Henry Martin met his son on the road to Perth. Henry Martin sent the boy home, turned back to Perth and went to search of a doctor and police detective. The doctor, police detective and Henry Martin finally arrived at the Narrogin Inn at 4am. However, by that time, William Foster had died.
It is our painful duty to record the particulars of one of the most atrocious murders that has ever stained the history of this colony. The unfortunate victim of the shocking crime was Mr William Foster, the proprietor of the Narrogin Inn on the Albany Road, who was shot dead in a most cowardly manner on Friday evening last.
Perth Gazette 20 February 1874
The police immediately went in search of the accused, John Gill, being able to track his footsteps for some distance along the Albany Road before they veered off into the bush.
Luck was on the side of the police as Gill was apprehended by Anderton Hall, who was the manager of Wungong Farm, and his friends W. Knight and Edward Thomas the following day. They had come across Gill trying to cross Wungong Brook and having heard of Foster’s death and Thomas captured Gill.
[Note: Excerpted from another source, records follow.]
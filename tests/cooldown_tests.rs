// SPDX-License-Identifier: MIT
// Copyright 2026 Roland Dreier <roland@rolandd.dev>

//! Cooldown gate behavior.

use chrono::{DateTime, Duration, Utc};
use zoltar::config::CooldownPolicy;
use zoltar::services::CooldownGate;
use zoltar::store::keys;

mod common;

fn ts(value: &str) -> DateTime<Utc> {
    value.parse().expect("valid test timestamp")
}

fn daily_gate() -> CooldownGate {
    CooldownGate::new(common::test_store(), CooldownPolicy::NextCalendarDay, false)
}

#[test]
fn test_no_last_timestamp_allows() {
    let eval = daily_gate().evaluate_at(Utc::now(), None, false);
    assert!(eval.allowed);
    assert!(eval.wait_message.is_none());
    assert!(eval.unlock_at.is_none());
}

#[test]
fn test_expired_cooldown_allows() {
    let gate = daily_gate();
    // Any last timestamp older than the window unlocks the gate
    for hours_ago in [25, 48, 24 * 30] {
        let now = Utc::now();
        let eval = gate.evaluate_at(now, Some(now - Duration::hours(hours_ago)), false);
        assert!(eval.allowed, "{} hours ago should be allowed", hours_ago);
    }
}

#[test]
fn test_within_window_denies_with_unlock_time() {
    let gate = daily_gate();

    // Reference example: request at 10:00 UTC, checked at 15:00 the same day
    let last = ts("2024-01-01T10:00:00Z");
    let now = ts("2024-01-01T15:00:00Z");

    let eval = gate.evaluate_at(now, Some(last), false);
    assert!(!eval.allowed);
    assert_eq!(eval.unlock_at, Some(ts("2024-01-02T00:00:00Z")));

    let message = eval.wait_message.expect("denied evaluation carries a wait message");
    assert!(message.starts_with("Your fate changes at "));
    assert!(message.contains("Jan 2"), "unexpected message: {}", message);
}

#[test]
fn test_just_past_unlock_allows() {
    let gate = daily_gate();
    let last = ts("2024-01-01T10:00:00Z");

    // Exactly at the unlock instant still denies; one second later allows
    let at_unlock = gate.evaluate_at(ts("2024-01-02T00:00:00Z"), Some(last), false);
    assert!(!at_unlock.allowed);

    let after = gate.evaluate_at(ts("2024-01-02T00:00:01Z"), Some(last), false);
    assert!(after.allowed);
}

#[test]
fn test_fixed_policy_unlocks_after_duration() {
    let gate = CooldownGate::new(common::test_store(), CooldownPolicy::FixedSeconds(30), false);
    let last = ts("2024-01-01T10:00:00Z");

    assert_eq!(gate.unlock_time(last), ts("2024-01-01T10:00:30Z"));
    assert!(!gate.evaluate_at(ts("2024-01-01T10:00:15Z"), Some(last), false).allowed);
    assert!(gate.evaluate_at(ts("2024-01-01T10:00:31Z"), Some(last), false).allowed);
}

#[test]
fn test_unlimited_flag_takes_priority() {
    let gate = CooldownGate::new(common::test_store(), CooldownPolicy::NextCalendarDay, true);

    // Even a timestamp seconds old is ignored
    let now = Utc::now();
    let eval = gate.evaluate_at(now, Some(now - Duration::seconds(5)), false);
    assert!(eval.allowed);
    assert!(eval.wait_message.is_none());
}

#[test]
fn test_skip_wait_allows_within_window() {
    let gate = daily_gate();
    let last = ts("2024-01-01T10:00:00Z");

    let eval = gate.evaluate_at(ts("2024-01-01T15:00:00Z"), Some(last), true);
    assert!(eval.allowed);
    // The pending unlock time is still reported
    assert_eq!(eval.unlock_at, Some(ts("2024-01-02T00:00:00Z")));
}

#[tokio::test]
async fn test_check_reads_armed_timestamp() {
    let store = common::test_store();
    let gate = CooldownGate::new(store, CooldownPolicy::NextCalendarDay, false);

    assert!(gate.check(false).await.allowed);

    gate.arm(Utc::now()).await.expect("arm should persist");
    let eval = gate.check(false).await;
    assert!(!eval.allowed);
    assert!(eval.unlock_at.is_some());
}

#[tokio::test]
async fn test_unparsable_timestamp_fails_open() {
    let store = common::test_store();
    store
        .set(keys::LAST_FORTUNE_USE, "not a timestamp")
        .await
        .expect("store write");

    let gate = CooldownGate::new(store, CooldownPolicy::NextCalendarDay, false);
    assert!(gate.check(false).await.allowed);
}

#[tokio::test]
async fn test_skip_wait_does_not_touch_timestamp() {
    let store = common::test_store();
    let gate = CooldownGate::new(store.clone(), CooldownPolicy::NextCalendarDay, false);

    let armed_at = Utc::now();
    gate.arm(armed_at).await.expect("arm should persist");
    let stored_before = store.get(keys::LAST_FORTUNE_USE).await.unwrap();

    assert!(gate.check(true).await.allowed);

    let stored_after = store.get(keys::LAST_FORTUNE_USE).await.unwrap();
    assert_eq!(stored_before, stored_after);
}
// SPDX-License-Identifier: MIT
// Copyright 2026 Roland Dreier <roland@rolandd.dev>

use std::path::PathBuf;
use std::sync::Arc;

use zoltar::config::{Config, CooldownPolicy};
use zoltar::services::{NoopNarrator, NoopScheduler};
use zoltar::store::SecureStore;
use zoltar::ZoltarSession;

/// Path for a fresh throwaway store file.
#[allow(dead_code)]
pub fn temp_store_path() -> PathBuf {
    std::env::temp_dir().join(format!(
        "zoltar-test-{}-{}.store",
        std::process::id(),
        rand::random::<u64>()
    ))
}

/// Open a fresh test store with the default test passphrase.
#[allow(dead_code)]
pub fn test_store() -> SecureStore {
    SecureStore::open(temp_store_path(), "test_store_passphrase")
}

/// Config pointing the API client at an unroutable endpoint.
#[allow(dead_code)]
pub fn test_config() -> Config {
    Config {
        api_url: "http://127.0.0.1:1".to_string(),
        ..Config::test_default()
    }
}

/// Session backed by a fresh store and no-op capabilities.
#[allow(dead_code)]
pub fn test_session(config: Config) -> (ZoltarSession, SecureStore) {
    let store = test_store();
    let session = ZoltarSession::new(
        config,
        store.clone(),
        Arc::new(NoopScheduler),
        Arc::new(NoopNarrator),
    );
    (session, store)
}

/// Session with a stored profile, ready to request fortunes.
#[allow(dead_code)]
pub async fn onboarded_session(config: Config) -> (ZoltarSession, SecureStore) {
    let (session, store) = test_session(config);
    session
        .profiles()
        .onboard("Ada", Some("08/01/1990"), true, false)
        .await
        .expect("onboarding should succeed");
    (session, store)
}

/// Config with a fixed N-second cooldown.
#[allow(dead_code)]
pub fn fixed_cooldown_config(secs: i64) -> Config {
    Config {
        cooldown: CooldownPolicy::FixedSeconds(secs),
        ..test_config()
    }
}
He went quietly and was bundled into a cart and taken back to the Narrogin Inn where the police were carrying out their investigations.
The trial of John Gill was held on the 18th March 1874. Gill did not have a lawyer to represent him in court. It took the jury just twenty minutes to convict Gill of Foster’s murder by a musket that he had stolen from one of William Foster’s sons, Edward. Gill was sentenced to hang.
William Foster was a much respected man in the community and his funeral attracted a large number of mourners. This was, in part, due to the sensationalism of the crime, one of the worse in the Colony at that time. Another factor wasthe fact that the colonists still feared having so many ex-convicts in their midst.
Mr Foster, who was one of the earliest colonists, had, by his amiability and courtesy, won the esteem of a large number of friends, and the shocking occurrence has caused the deepest pain, and excited the tenderest sympathy for his widow and children. The funeral took place on Sunday was one of the most numerously and respectfully attended we have witnessed in Perth.